▶ _WHAT THE TASK ASKS_
Search the entries below for "scopes" and copy each matching line.

THE DATA section start

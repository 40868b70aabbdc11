//! App state - pure data structure with no I/O logic

use std::collections::{HashMap, HashSet};

use crate::messages::Snapshot;
use crate::models::{AuthType, Body, Header, HttpMethod, Message, Param, Request, Response};
use crate::workspace::Workspace;

/// The fields whose change warrants an auto-save
#[derive(Clone, Debug, PartialEq, Eq)]
pub struct Persisted {
    url: String,
    method: HttpMethod,
    headers: Vec<Header>,
    body: Body,
    auth: AuthType,
}

impl Persisted {
    pub fn of(request: &Request) -> Self {
        Persisted {
            url: request.url.clone(),
            method: request.method,
            headers: request.headers.clone(),
            body: request.body.clone(),
            auth: request.auth.clone(),
        }
    }
}

/// Main application state - pure data, no I/O
#[derive(Debug, Default)]
pub struct AppState {
    pub workspace: Workspace,

    // Active request
    pub draft: Option<Request>,
    pub query_params: Vec<Param>,
    pub persisted: Option<Persisted>,

    // Per request id
    pub responses: HashMap<String, Response>,
    pub messages: HashMap<String, Vec<Message>>,
    pub loading: HashSet<String>,
    pub live_sessions: HashSet<String>,
}

impl AppState {
    pub fn new(workspace: Workspace) -> Self {
        AppState {
            workspace,
            ..AppState::default()
        }
    }

    pub fn draft_id(&self) -> Option<&str> {
        self.draft.as_ref().map(|d| d.id.as_str())
    }

    /// Whether the draft differs from what was last saved
    pub fn is_dirty(&self) -> bool {
        match (&self.draft, &self.persisted) {
            (Some(draft), Some(saved)) => Persisted::of(draft) != *saved,
            (Some(_), None) => true,
            _ => false,
        }
    }

    pub fn is_live(&self) -> bool {
        self.draft_id()
            .is_some_and(|id| self.live_sessions.contains(id))
    }

    /// Convert state to a Snapshot for a front end
    pub fn snapshot(&self) -> Snapshot {
        let id = self.draft_id();
        let form_params = match self.draft.as_ref().map(|d| &d.body) {
            Some(Body::FormData(params)) => params.clone(),
            _ => Vec::new(),
        };
        Snapshot {
            draft: self.draft.clone(),
            query_params: self.query_params.clone(),
            form_params,
            response: id.and_then(|id| self.responses.get(id)).cloned(),
            messages: id
                .and_then(|id| self.messages.get(id))
                .cloned()
                .unwrap_or_default(),
            loading: id.is_some_and(|id| self.loading.contains(id)),
            live: self.is_live(),
            active_environment: self.workspace.active_environment().map(|e| e.name.clone()),
        }
    }
}
//! Variable resolution - merges scopes and substitutes `{{key}}` templates

use std::collections::HashMap;

use regex::{Captures, Regex};

use crate::models::Variable;

/// Merge scopes lowest precedence first; a later scope overrides the same key
pub fn merge_scopes<S: AsRef<[Variable]>>(scopes: &[S]) -> HashMap<String, String> {
    let mut merged = HashMap::new();
    for scope in scopes {
        for variable in scope.as_ref() {
            merged.insert(variable.key.clone(), variable.value.clone());
        }
    }
    merged
}

/// Flatten scopes into a single variable list, keeping first-seen key order
pub fn flatten_scopes<S: AsRef<[Variable]>>(scopes: &[S]) -> Vec<Variable> {
    let mut flat: Vec<Variable> = Vec::new();
    for variable in scopes.iter().flat_map(|s| s.as_ref()) {
        match flat.iter_mut().find(|v| v.key == variable.key) {
            Some(existing) => existing.value = variable.value.clone(),
            None => flat.push(variable.clone()),
        }
    }
    flat
}

/// Substitutes `{{key}}` occurrences against a merged scope chain.
///
/// Keys are matched literally. Unknown keys are left in place.
pub struct Resolver {
    values: HashMap<String, String>,
    pattern: Option<Regex>,
}

impl Resolver {
    pub fn new<S: AsRef<[Variable]>>(scopes: &[S]) -> Self {
        let values = merge_scopes(scopes);

        let mut keys: Vec<&String> = values.keys().filter(|k| !k.is_empty()).collect();
        // Longest first so a key never shadows a longer one sharing its prefix
        keys.sort_by(|a, b| b.len().cmp(&a.len()).then_with(|| a.cmp(b)));

        let pattern = if keys.is_empty() {
            None
        } else {
            let alternation = keys
                .iter()
                .map(|k| regex::escape(k))
                .collect::<Vec<_>>()
                .join("|");
            match Regex::new(&format!(r"\{{\{{({})\}}\}}", alternation)) {
                Ok(re) => Some(re),
                Err(e) => {
                    tracing::warn!(error = %e, "Variable pattern too large, substitution disabled");
                    None
                }
            }
        };

        Resolver { values, pattern }
    }

    /// Replace every `{{key}}` in one pass
    pub fn resolve(&self, text: &str) -> String {
        let Some(pattern) = &self.pattern else {
            return text.to_string();
        };
        pattern
            .replace_all(text, |caps: &Captures| {
                self.values
                    .get(&caps[1])
                    .cloned()
                    .unwrap_or_else(|| caps[0].to_string())
            })
            .into_owned()
    }
}

/// Resolve `text` against `scopes` (lowest precedence first)
pub fn resolve<S: AsRef<[Variable]>>(text: &str, scopes: &[S]) -> String {
    Resolver::new(scopes).resolve(text)
}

THE DATA section end

▶ _ANSWER FOR THIS EXERCISE_
//! Variable resolution - merges scopes and substitutes `{{key}}` templates
/// Merge scopes lowest precedence first; a later scope overrides the same key
pub fn merge_scopes<S: AsRef<[Variable]>>(scopes: &[S]) -> HashMap<String, String> {
    for scope in scopes {
/// Flatten scopes into a single variable list, keeping first-seen key order
pub fn flatten_scopes<S: AsRef<[Variable]>>(scopes: &[S]) -> Vec<Variable> {
    for variable in scopes.iter().flat_map(|s| s.as_ref()) {
    pub fn new<S: AsRef<[Variable]>>(scopes: &[S]) -> Self {
        let values = merge_scopes(scopes);
/// Resolve `text` against `scopes` (lowest precedence first)
pub fn resolve<S: AsRef<[Variable]>>(text: &str, scopes: &[S]) -> String {
    Resolver::new(scopes).resolve(text)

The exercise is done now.